Determine the number of lines in the data that contain "Loads". Answer with that number only.
======== Given information ========
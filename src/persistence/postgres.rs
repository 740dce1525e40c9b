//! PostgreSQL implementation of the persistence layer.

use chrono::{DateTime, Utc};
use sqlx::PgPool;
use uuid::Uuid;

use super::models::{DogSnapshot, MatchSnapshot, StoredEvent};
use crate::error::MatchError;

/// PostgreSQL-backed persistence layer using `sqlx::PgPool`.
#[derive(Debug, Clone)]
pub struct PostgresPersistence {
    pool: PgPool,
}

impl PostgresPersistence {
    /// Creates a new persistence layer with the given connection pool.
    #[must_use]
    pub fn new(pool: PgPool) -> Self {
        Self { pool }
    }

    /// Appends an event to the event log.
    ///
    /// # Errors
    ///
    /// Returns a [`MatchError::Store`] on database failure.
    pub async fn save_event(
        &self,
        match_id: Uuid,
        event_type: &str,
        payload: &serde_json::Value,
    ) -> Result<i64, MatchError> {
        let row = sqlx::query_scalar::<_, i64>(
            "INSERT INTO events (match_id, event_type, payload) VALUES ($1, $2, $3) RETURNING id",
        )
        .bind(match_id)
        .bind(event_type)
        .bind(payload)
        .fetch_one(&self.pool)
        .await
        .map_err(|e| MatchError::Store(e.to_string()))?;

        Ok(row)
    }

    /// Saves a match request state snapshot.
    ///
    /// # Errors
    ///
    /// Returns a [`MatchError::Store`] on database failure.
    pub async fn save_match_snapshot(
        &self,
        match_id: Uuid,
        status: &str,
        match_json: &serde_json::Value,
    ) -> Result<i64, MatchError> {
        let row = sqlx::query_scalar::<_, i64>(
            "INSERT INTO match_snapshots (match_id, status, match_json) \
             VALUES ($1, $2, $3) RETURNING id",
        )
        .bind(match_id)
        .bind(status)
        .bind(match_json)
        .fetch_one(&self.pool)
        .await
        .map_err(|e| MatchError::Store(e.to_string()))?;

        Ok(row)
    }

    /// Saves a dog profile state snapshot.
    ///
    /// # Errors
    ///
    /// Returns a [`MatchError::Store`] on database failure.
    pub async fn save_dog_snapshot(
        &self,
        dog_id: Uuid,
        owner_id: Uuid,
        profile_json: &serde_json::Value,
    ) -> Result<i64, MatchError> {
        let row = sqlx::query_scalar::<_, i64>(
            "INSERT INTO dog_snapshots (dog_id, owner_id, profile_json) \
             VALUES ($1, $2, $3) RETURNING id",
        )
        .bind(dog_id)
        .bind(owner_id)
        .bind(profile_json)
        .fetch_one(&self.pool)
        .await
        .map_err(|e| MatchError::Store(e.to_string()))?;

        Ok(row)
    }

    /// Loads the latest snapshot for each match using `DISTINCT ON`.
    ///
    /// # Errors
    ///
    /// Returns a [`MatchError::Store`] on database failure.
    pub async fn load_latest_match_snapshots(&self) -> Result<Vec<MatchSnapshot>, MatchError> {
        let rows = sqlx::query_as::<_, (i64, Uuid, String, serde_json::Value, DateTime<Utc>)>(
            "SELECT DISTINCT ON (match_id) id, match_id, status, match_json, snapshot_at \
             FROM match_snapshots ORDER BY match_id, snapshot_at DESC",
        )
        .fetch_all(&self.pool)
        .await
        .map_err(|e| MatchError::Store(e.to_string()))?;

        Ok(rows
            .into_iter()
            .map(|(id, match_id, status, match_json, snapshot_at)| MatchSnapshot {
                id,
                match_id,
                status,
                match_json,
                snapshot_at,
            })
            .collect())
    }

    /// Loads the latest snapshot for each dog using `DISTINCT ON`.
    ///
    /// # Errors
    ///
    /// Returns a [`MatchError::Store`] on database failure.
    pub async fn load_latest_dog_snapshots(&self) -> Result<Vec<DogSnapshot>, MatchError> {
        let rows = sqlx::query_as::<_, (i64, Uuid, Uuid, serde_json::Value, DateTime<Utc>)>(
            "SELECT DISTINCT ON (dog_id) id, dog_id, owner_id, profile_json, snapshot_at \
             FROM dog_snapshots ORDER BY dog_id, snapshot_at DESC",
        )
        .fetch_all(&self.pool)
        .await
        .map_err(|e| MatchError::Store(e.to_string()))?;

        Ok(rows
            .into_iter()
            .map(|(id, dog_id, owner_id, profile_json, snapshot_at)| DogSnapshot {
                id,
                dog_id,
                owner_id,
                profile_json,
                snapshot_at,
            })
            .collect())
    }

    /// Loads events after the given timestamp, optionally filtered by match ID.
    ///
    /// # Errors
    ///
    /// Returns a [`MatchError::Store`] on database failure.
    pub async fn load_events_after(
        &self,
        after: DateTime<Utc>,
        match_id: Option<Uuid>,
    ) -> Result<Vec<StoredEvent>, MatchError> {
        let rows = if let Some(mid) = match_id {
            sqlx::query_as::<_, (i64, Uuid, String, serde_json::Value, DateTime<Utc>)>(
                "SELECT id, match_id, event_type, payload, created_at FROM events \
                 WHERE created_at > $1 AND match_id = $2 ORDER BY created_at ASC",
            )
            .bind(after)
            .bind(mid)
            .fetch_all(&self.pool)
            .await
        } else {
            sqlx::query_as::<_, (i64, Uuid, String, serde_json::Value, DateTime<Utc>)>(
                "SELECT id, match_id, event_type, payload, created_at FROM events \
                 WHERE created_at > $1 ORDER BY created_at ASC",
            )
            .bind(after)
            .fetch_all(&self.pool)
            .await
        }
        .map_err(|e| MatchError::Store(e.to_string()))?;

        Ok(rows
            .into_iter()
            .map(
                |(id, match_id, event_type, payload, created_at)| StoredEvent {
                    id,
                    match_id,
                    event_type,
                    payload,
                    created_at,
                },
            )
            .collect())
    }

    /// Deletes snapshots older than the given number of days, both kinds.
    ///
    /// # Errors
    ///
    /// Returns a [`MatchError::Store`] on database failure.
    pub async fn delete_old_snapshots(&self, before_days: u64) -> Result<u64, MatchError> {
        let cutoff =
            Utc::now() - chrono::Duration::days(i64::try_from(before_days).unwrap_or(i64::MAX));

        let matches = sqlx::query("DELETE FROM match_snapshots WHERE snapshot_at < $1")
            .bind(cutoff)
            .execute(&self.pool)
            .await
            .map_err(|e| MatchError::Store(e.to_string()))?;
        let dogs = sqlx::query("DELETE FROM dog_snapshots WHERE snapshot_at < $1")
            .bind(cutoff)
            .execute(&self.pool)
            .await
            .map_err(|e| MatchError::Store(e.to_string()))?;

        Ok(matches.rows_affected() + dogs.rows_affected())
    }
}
========
======== Given information ========
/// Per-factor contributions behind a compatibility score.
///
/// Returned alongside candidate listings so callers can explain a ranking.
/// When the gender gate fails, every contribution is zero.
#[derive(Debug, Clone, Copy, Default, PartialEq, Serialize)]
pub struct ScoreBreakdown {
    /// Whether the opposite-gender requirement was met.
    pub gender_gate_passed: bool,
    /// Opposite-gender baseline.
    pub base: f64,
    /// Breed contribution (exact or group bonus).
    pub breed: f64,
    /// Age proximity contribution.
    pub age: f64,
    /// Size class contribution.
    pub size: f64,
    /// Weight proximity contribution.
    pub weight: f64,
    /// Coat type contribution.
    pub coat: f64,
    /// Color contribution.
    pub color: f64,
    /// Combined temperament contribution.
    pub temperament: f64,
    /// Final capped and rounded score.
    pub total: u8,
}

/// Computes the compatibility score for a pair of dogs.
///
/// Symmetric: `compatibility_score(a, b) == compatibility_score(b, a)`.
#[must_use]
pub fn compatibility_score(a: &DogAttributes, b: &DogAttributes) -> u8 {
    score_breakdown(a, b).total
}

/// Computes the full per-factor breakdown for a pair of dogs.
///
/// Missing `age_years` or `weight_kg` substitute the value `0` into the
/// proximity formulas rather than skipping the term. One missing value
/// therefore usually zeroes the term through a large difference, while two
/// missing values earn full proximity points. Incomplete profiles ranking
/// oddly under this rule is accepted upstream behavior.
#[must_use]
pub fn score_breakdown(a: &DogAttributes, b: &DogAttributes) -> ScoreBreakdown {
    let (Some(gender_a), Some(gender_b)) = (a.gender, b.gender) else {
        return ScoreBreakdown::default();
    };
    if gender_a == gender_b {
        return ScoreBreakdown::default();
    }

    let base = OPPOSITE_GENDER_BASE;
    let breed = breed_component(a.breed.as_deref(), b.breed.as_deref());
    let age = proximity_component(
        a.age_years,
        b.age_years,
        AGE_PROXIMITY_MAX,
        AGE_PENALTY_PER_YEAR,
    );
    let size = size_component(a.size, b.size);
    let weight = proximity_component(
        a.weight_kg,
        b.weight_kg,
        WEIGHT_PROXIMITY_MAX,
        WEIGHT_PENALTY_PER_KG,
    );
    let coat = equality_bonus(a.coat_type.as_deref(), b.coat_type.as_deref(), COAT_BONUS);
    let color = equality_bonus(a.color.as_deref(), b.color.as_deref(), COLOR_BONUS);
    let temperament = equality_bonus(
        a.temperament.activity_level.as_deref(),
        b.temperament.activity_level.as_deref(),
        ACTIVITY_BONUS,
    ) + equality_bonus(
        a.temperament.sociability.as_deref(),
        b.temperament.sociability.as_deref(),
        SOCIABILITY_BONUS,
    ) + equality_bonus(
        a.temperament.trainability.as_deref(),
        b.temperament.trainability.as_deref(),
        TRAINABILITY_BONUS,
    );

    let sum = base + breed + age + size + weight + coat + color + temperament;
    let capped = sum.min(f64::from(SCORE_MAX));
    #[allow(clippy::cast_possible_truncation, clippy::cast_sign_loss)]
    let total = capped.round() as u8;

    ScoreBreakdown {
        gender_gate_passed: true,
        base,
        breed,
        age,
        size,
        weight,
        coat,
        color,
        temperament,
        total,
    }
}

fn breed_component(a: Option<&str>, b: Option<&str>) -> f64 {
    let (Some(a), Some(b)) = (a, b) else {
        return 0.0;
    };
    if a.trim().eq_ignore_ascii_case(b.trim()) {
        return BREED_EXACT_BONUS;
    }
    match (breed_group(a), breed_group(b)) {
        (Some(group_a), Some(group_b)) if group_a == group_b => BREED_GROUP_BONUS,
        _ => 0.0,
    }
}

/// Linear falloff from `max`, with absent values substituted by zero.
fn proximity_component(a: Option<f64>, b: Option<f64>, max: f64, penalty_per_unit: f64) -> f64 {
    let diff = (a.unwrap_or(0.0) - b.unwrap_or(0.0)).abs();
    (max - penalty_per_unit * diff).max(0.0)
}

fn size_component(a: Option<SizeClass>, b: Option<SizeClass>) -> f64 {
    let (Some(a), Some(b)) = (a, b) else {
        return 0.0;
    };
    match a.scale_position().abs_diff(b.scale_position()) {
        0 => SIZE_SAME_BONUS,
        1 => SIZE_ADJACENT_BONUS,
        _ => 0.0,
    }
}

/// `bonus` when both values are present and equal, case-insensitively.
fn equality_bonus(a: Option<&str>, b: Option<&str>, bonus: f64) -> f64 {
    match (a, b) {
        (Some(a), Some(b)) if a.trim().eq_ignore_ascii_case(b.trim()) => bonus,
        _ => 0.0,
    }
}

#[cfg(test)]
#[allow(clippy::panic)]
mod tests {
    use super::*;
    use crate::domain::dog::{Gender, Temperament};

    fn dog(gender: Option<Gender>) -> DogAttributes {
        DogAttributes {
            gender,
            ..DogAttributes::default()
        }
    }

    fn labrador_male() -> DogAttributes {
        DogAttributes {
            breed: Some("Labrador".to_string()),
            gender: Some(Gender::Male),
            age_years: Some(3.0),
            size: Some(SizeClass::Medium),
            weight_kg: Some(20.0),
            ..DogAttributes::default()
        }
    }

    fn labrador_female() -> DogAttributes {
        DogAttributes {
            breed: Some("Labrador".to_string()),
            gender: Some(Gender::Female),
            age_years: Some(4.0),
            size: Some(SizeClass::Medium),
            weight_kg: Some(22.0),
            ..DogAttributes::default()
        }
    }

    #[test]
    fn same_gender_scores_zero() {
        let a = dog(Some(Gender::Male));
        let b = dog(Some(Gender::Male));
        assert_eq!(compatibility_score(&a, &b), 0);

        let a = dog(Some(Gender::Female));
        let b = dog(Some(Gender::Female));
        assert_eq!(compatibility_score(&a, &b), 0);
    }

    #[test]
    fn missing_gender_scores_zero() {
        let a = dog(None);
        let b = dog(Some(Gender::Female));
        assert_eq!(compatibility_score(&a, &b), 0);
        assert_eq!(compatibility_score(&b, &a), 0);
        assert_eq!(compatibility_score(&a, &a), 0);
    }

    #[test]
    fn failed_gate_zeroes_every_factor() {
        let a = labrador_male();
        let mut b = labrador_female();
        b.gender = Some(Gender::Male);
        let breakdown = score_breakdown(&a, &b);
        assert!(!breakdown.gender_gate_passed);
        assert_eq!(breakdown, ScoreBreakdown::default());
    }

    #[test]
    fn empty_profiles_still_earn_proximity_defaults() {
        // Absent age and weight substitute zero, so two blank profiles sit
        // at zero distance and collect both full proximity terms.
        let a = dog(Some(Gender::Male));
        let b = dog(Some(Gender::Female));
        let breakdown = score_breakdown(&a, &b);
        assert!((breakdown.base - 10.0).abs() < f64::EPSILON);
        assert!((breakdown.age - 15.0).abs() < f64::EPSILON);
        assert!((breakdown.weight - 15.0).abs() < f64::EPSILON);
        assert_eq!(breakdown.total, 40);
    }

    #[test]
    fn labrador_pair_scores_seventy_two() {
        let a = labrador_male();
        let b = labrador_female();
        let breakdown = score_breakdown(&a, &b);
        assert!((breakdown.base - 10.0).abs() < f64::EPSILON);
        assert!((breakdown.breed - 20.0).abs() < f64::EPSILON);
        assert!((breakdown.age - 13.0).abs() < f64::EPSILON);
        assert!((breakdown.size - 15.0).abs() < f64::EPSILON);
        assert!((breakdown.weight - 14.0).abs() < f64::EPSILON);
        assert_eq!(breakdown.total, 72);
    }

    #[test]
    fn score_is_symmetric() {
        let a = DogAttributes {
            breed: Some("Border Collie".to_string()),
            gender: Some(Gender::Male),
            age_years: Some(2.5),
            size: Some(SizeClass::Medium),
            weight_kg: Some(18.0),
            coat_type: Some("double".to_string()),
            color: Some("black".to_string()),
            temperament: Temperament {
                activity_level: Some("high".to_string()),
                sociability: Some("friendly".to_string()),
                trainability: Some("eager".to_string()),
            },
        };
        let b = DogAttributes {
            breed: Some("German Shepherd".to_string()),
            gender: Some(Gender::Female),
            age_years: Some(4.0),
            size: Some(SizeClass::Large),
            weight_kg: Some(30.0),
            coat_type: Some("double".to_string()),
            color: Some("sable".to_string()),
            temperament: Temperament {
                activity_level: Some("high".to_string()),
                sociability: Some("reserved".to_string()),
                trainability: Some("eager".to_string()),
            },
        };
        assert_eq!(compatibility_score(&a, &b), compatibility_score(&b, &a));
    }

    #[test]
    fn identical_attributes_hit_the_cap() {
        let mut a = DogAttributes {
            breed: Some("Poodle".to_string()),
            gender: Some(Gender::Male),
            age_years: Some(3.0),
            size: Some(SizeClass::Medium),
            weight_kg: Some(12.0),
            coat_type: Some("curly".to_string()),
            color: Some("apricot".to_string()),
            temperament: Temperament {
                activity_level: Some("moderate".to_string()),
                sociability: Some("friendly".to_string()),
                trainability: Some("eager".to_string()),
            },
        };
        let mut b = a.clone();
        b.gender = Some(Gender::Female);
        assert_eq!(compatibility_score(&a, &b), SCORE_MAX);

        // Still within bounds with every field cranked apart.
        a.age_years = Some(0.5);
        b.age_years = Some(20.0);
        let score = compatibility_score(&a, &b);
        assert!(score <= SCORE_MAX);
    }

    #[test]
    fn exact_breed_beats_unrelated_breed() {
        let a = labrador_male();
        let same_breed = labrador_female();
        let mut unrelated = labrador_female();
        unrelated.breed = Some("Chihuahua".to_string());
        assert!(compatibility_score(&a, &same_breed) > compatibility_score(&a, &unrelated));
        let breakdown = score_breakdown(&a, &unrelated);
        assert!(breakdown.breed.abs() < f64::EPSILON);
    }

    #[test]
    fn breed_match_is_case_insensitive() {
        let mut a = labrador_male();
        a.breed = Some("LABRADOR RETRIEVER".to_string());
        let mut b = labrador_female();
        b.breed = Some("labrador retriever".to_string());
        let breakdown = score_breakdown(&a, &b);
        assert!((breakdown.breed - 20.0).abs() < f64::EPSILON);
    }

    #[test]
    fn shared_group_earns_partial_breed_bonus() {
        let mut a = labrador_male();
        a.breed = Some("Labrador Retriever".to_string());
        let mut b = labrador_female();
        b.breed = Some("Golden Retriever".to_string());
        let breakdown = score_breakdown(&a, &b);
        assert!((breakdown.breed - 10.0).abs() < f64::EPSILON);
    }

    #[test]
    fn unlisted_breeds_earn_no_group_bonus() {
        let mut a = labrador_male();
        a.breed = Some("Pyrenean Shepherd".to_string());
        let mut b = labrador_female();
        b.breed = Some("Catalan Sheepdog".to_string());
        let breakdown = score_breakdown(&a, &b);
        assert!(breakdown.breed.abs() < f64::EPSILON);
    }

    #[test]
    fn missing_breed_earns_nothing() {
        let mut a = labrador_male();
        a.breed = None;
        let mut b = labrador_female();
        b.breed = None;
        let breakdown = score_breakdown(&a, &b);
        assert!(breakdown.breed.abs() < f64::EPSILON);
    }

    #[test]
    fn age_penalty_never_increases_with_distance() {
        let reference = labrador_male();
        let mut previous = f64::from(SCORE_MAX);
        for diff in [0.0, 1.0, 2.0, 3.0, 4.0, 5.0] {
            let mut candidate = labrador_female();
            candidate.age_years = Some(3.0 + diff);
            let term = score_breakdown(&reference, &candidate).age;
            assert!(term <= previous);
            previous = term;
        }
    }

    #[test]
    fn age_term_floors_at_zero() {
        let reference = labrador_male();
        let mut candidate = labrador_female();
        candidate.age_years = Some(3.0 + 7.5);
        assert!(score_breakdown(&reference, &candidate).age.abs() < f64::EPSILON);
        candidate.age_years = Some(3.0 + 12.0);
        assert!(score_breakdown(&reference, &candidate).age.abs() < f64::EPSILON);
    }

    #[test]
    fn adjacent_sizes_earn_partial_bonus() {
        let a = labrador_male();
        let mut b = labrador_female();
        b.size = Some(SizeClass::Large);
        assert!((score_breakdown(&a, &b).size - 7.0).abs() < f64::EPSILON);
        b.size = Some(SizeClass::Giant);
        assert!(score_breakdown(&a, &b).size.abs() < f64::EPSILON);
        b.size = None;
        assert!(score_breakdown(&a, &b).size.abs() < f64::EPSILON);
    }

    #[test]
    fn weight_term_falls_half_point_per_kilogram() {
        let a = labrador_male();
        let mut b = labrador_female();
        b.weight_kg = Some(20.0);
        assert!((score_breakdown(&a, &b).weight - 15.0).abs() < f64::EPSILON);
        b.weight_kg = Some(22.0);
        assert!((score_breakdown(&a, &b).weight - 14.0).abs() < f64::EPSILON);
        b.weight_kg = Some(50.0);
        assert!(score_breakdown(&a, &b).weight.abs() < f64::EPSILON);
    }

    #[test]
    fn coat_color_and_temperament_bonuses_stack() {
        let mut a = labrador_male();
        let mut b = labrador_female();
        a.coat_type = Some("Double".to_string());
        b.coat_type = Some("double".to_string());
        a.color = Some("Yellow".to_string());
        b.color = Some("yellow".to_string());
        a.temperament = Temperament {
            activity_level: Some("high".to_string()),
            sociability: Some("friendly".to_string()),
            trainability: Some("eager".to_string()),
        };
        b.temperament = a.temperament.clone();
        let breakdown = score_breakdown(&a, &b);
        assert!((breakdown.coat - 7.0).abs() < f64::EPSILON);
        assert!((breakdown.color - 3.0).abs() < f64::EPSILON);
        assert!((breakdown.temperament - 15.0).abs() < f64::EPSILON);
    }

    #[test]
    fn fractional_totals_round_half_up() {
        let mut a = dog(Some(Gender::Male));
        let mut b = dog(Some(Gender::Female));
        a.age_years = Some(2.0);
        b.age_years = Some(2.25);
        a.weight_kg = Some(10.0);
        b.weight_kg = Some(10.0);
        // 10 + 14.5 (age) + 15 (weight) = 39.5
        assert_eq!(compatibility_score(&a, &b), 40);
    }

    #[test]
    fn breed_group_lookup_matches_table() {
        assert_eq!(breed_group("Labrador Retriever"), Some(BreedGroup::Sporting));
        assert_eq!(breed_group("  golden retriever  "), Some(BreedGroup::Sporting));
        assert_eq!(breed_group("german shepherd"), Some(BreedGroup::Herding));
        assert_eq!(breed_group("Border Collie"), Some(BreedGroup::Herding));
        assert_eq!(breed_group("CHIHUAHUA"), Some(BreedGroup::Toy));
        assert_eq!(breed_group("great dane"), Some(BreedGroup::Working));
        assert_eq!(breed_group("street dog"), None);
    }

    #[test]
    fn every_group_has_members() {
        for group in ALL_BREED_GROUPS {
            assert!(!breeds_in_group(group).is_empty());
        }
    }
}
========
Answer below: 3